Los tres casos confirmados corresponden a personas domiciliadas en la Provincia de Buenos Aires. Si bien uno de los pacientes requirió internación médica debido a enfermedades preexistentes, las autoridades informaron que todos evolucionaron de forma favorable. Con esta detección, Argentina se convierte en el primer país de Sudamérica en reportar la presencia de este linaje.
Un sublinaje bajo monitoreo mundial
Identificado originalmente en Sudáfrica a fines de 2024, el sublinaje BA.3.2 —apodado informalmente Cicada— tuvo un avance progresivo en distintas regiones del mundo durante los primeros meses de 2026.
A pesar de su dispersión internacional en más de una veintena de países de Europa, Asia y América del Norte, los datos epidemiológicos recientes muestran una tendencia a la baja en su proporción de secuencias a nivel global.

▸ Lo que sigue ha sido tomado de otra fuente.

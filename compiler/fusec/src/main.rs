//! Add-fusion autovectorizer CLI.

use std::path::Path;

use fusec::{compile_file, init_tracing, parse_options, render_report};

fn main() {
    init_tracing();

    let args: Vec<String> = std::env::args().collect();

    if args.len() < 2 || args[1] == "--help" || args[1] == "-h" {
        print_usage();
        std::process::exit(if args.len() < 2 { 1 } else { 0 });
    }

    let options = parse_options(&args[2..]);

    match compile_file(Path::new(&args[1]), &options) {
        Ok(output) => {
            print!("{}", output.ir);
            if options.stats {
                eprint!("{}", render_report(&output.report));
            } else {
                for outcome in output.report.aborted() {
                    if let Err(err) = &outcome.result {
                        eprintln!("warning: @{} left unchanged: {err}", outcome.function);
                    }
                }
            }
        }
        Err(err) => {
            eprintln!("error: {err}");
            std::process::exit(1);
        }
    }
}

fn print_usage() {
    eprintln!("Usage: fusec <file.fir> [options]");
    eprintln!();
    eprintln!("Fuses scalar i32 additions in each basic block into one vector add");
    eprintln!("and prints the transformed functions.");
    eprintln!();
    eprintln!("Options:");
    eprintln!("  --max-width=<n>         Cap vector width at n lanes (0 = unbounded)");
    eprintln!("  --flush-trailing        Also fuse a run not closed by a call");
    eprintln!("  --no-duplicate-stores   Do not re-emit stores whose value was rewired");
    eprintln!("  --allow-early-uses      Fuse even when a sum is used before the last add");
    eprintln!("  --guard=<scope>         Aliasing guard scope: block (default), function");
    eprintln!("  --rollback              Restore a function when the guard aborts");
    eprintln!("  --verify                Verify every function after the pass");
    eprintln!("  --stats                 Print per-function statistics to stderr");
    eprintln!();
    eprintln!("Set RUST_LOG=fuse_vec=debug for pass decisions, =trace for IR dumps.");
}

Especialistas internacionales y autoridades locales coincidieron en que no existen evidencias de que esta variante cause cuadros más severos o un aumento en la transmisibilidad respecto de las cepas previas. Sin embargo, el hallazgo reafirma la importancia de sostener la secuenciación genómica activa para rastrear la evolución del virus y anticipar posibles cambios en la respuesta inmunitaria de la población.